Write out every entry exactly as it stands.
********
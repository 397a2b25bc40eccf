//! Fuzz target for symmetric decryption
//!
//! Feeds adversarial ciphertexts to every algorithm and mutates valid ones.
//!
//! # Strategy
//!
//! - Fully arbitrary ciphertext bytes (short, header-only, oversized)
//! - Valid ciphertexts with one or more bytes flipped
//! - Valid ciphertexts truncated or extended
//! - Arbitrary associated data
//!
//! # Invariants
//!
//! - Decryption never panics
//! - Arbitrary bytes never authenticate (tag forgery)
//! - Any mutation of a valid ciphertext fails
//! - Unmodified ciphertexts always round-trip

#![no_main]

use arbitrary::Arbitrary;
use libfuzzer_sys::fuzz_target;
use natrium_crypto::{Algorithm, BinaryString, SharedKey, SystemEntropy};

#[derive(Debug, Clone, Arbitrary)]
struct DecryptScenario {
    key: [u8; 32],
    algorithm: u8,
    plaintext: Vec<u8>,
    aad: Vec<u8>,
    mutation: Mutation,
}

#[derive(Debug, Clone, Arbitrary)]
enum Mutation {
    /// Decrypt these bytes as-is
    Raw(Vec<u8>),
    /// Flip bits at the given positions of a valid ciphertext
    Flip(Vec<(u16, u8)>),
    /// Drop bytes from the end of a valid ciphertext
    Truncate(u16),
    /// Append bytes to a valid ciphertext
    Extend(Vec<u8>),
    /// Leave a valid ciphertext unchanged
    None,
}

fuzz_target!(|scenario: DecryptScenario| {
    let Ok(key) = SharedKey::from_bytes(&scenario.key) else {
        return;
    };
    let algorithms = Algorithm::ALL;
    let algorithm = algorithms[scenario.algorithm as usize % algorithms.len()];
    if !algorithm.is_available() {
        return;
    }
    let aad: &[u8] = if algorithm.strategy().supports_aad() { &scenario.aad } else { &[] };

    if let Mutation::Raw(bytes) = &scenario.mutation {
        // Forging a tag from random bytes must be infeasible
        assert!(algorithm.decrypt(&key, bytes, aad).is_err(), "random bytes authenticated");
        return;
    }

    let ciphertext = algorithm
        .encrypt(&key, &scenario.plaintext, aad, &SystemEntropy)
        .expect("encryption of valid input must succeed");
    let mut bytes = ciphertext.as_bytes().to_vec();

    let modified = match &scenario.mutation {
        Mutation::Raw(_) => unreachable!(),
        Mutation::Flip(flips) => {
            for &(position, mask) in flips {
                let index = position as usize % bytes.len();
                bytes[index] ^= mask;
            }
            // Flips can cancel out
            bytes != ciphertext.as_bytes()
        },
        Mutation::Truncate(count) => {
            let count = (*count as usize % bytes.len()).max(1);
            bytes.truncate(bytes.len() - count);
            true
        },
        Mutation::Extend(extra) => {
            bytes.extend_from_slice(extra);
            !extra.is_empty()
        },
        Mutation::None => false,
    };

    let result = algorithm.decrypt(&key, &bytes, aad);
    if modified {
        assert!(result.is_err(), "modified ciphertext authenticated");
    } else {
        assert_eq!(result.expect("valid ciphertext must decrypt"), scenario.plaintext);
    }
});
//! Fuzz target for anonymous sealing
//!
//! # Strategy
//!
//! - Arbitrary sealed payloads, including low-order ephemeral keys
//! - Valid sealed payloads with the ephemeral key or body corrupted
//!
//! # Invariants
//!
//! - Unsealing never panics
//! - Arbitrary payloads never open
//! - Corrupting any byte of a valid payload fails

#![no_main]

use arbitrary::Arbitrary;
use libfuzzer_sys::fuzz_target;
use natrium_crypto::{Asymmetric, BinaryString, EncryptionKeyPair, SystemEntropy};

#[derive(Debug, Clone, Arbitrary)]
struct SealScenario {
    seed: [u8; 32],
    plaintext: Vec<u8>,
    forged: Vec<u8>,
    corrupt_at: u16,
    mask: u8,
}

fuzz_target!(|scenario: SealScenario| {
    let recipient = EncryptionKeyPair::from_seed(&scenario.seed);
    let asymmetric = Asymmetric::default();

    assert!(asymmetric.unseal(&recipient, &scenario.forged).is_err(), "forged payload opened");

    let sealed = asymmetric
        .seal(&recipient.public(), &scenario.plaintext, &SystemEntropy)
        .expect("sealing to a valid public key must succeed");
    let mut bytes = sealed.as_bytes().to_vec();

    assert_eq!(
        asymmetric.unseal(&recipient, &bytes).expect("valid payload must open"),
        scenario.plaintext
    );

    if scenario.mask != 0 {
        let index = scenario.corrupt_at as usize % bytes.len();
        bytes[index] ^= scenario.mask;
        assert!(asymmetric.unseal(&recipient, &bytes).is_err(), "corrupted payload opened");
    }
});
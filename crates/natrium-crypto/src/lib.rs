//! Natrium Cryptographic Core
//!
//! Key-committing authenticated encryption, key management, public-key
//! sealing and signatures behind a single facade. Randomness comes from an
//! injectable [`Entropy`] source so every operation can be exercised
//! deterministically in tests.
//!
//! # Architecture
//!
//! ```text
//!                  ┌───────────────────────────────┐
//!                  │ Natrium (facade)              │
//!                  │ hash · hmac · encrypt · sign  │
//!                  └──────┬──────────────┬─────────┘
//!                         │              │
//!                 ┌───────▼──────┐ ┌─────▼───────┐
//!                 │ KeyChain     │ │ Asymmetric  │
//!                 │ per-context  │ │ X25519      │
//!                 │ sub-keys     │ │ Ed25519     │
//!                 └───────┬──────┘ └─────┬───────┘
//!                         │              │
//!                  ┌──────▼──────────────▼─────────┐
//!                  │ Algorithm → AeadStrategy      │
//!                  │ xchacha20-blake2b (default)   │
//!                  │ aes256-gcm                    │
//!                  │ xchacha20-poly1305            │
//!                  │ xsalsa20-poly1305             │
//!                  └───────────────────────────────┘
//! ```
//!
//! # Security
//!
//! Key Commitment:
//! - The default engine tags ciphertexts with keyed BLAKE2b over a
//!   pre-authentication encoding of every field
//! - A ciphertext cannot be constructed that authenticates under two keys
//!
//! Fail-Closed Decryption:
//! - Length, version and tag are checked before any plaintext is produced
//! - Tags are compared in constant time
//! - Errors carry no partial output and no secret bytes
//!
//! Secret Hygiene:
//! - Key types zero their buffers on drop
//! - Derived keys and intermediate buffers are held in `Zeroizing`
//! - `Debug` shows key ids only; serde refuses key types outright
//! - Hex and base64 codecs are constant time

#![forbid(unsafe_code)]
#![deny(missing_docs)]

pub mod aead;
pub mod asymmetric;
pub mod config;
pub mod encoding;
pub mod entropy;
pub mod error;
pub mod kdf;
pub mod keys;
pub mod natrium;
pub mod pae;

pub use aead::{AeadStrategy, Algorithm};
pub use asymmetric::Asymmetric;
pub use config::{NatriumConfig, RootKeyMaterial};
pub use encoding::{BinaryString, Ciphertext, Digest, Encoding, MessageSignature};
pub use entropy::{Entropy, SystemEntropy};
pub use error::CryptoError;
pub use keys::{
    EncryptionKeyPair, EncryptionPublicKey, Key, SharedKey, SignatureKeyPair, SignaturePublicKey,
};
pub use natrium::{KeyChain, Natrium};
********
Result of this task
repository 397a2b25bc40eccf
//! Fuzz target for symmetric decryption
//!
//! Feeds adversarial ciphertexts to every algorithm and mutates valid ones.
//!
//! # Strategy
//!
//! - Fully arbitrary ciphertext bytes (short, header-only, oversized)
//! - Valid ciphertexts with one or more bytes flipped
//! - Valid ciphertexts truncated or extended
//! - Arbitrary associated data
//!
//! # Invariants
//!
//! - Decryption never panics
//! - Arbitrary bytes never authenticate (tag forgery)
//! - Any mutation of a valid ciphertext fails
//! - Unmodified ciphertexts always round-trip

#![no_main]

use arbitrary::Arbitrary;
use libfuzzer_sys::fuzz_target;
use natrium_crypto::{Algorithm, BinaryString, SharedKey, SystemEntropy};

#[derive(Debug, Clone, Arbitrary)]
struct DecryptScenario {
    key: [u8; 32],
    algorithm: u8,
    plaintext: Vec<u8>,
    aad: Vec<u8>,
    mutation: Mutation,
}

#[derive(Debug, Clone, Arbitrary)]
enum Mutation {
    /// Decrypt these bytes as-is
    Raw(Vec<u8>),
    /// Flip bits at the given positions of a valid ciphertext
    Flip(Vec<(u16, u8)>),
    /// Drop bytes from the end of a valid ciphertext
    Truncate(u16),
    /// Append bytes to a valid ciphertext
    Extend(Vec<u8>),
    /// Leave a valid ciphertext unchanged
    None,
}

fuzz_target!(|scenario: DecryptScenario| {
    let Ok(key) = SharedKey::from_bytes(&scenario.key) else {
        return;
    };
    let algorithms = Algorithm::ALL;
    let algorithm = algorithms[scenario.algorithm as usize % algorithms.len()];
    if !algorithm.is_available() {
        return;
    }
    let aad: &[u8] = if algorithm.strategy().supports_aad() { &scenario.aad } else { &[] };

    if let Mutation::Raw(bytes) = &scenario.mutation {
        // Forging a tag from random bytes must be infeasible
        assert!(algorithm.decrypt(&key, bytes, aad).is_err(), "random bytes authenticated");
        return;
    }

    let ciphertext = algorithm
        .encrypt(&key, &scenario.plaintext, aad, &SystemEntropy)
        .expect("encryption of valid input must succeed");
    let mut bytes = ciphertext.as_bytes().to_vec();

    let modified = match &scenario.mutation {
        Mutation::Raw(_) => unreachable!(),
        Mutation::Flip(flips) => {
            for &(position, mask) in flips {
                let index = position as usize % bytes.len();
                bytes[index] ^= mask;
            }
            // Flips can cancel out
            bytes != ciphertext.as_bytes()
        },
        Mutation::Truncate(count) => {
            let count = (*count as usize % bytes.len()).max(1);
            bytes.truncate(bytes.len() - count);
            true
        },
        Mutation::Extend(extra) => {
            bytes.extend_from_slice(extra);
            !extra.is_empty()
        },
        Mutation::None => false,
    };

    let result = algorithm.decrypt(&key, &bytes, aad);
    if modified {
        assert!(result.is_err(), "modified ciphertext authenticated");
    } else {
        assert_eq!(result.expect("valid ciphertext must decrypt"), scenario.plaintext);
    }
});
//! Fuzz target for anonymous sealing
//!
//! # Strategy
//!
//! - Arbitrary sealed payloads, including low-order ephemeral keys
//! - Valid sealed payloads with the ephemeral key or body corrupted
//!
//! # Invariants
//!
//! - Unsealing never panics
//! - Arbitrary payloads never open
//! - Corrupting any byte of a valid payload fails

#![no_main]

use arbitrary::Arbitrary;
use libfuzzer_sys::fuzz_target;
use natrium_crypto::{Asymmetric, BinaryString, EncryptionKeyPair, SystemEntropy};

#[derive(Debug, Clone, Arbitrary)]
struct SealScenario {
    seed: [u8; 32],
    plaintext: Vec<u8>,
    forged: Vec<u8>,
    corrupt_at: u16,
    mask: u8,
}

fuzz_target!(|scenario: SealScenario| {
    let recipient = EncryptionKeyPair::from_seed(&scenario.seed);
    let asymmetric = Asymmetric::default();

    assert!(asymmetric.unseal(&recipient, &scenario.forged).is_err(), "forged payload opened");

    let sealed = asymmetric
        .seal(&recipient.public(), &scenario.plaintext, &SystemEntropy)
        .expect("sealing to a valid public key must succeed");
    let mut bytes = sealed.as_bytes().to_vec();

    assert_eq!(
        asymmetric.unseal(&recipient, &bytes).expect("valid payload must open"),
        scenario.plaintext
    );

    if scenario.mask != 0 {
        let index = scenario.corrupt_at as usize % bytes.len();
        bytes[index] ^= scenario.mask;
        assert!(asymmetric.unseal(&recipient, &bytes).is_err(), "corrupted payload opened");
    }
});
filename crates/natrium-crypto/src/lib.rs
//! Natrium Cryptographic Core
//!
//! Key-committing authenticated encryption, key management, public-key
//! sealing and signatures behind a single facade. Randomness comes from an
//! injectable [`Entropy`] source so every operation can be exercised
//! deterministically in tests.
//!
//! # Architecture
//!
//! ```text
//!                  ┌───────────────────────────────┐
//!                  │ Natrium (facade)              │
//!                  │ hash · hmac · encrypt · sign  │
//!                  └──────┬──────────────┬─────────┘
//!                         │              │
//!                 ┌───────▼──────┐ ┌─────▼───────┐
//!                 │ KeyChain     │ │ Asymmetric  │
//!                 │ per-context  │ │ X25519      │
//!                 │ sub-keys     │ │ Ed25519     │
//!                 └───────┬──────┘ └─────┬───────┘
//!                         │              │
//!                  ┌──────▼──────────────▼─────────┐
//!                  │ Algorithm → AeadStrategy      │
//!                  │ xchacha20-blake2b (default)   │
//!                  │ aes256-gcm                    │
//!                  │ xchacha20-poly1305            │
//!                  │ xsalsa20-poly1305             │
//!                  └───────────────────────────────┘
//! ```
//!
//! # Security
//!
//! Key Commitment:
//! - The default engine tags ciphertexts with keyed BLAKE2b over a
//!   pre-authentication encoding of every field
//! - A ciphertext cannot be constructed that authenticates under two keys
//!
//! Fail-Closed Decryption:
//! - Length, version and tag are checked before any plaintext is produced
//! - Tags are compared in constant time
//! - Errors carry no partial output and no secret bytes
//!
//! Secret Hygiene:
//! - Key types zero their buffers on drop
//! - Derived keys and intermediate buffers are held in `Zeroizing`
//! - `Debug` shows key ids only; serde refuses key types outright
//! - Hex and base64 codecs are constant time

#![forbid(unsafe_code)]
#![deny(missing_docs)]

pub mod aead;
pub mod asymmetric;
pub mod config;
pub mod encoding;
pub mod entropy;
pub mod error;
pub mod kdf;
pub mod keys;
pub mod natrium;
pub mod pae;

pub use aead::{AeadStrategy, Algorithm};
pub use asymmetric::Asymmetric;
pub use config::{NatriumConfig, RootKeyMaterial};
pub use encoding::{BinaryString, Ciphertext, Digest, Encoding, MessageSignature};
pub use entropy::{Entropy, SystemEntropy};
pub use error::CryptoError;
pub use keys::{
    EncryptionKeyPair, EncryptionPublicKey, Key, SharedKey, SignatureKeyPair, SignaturePublicKey,
};
pub use natrium::{KeyChain, Natrium};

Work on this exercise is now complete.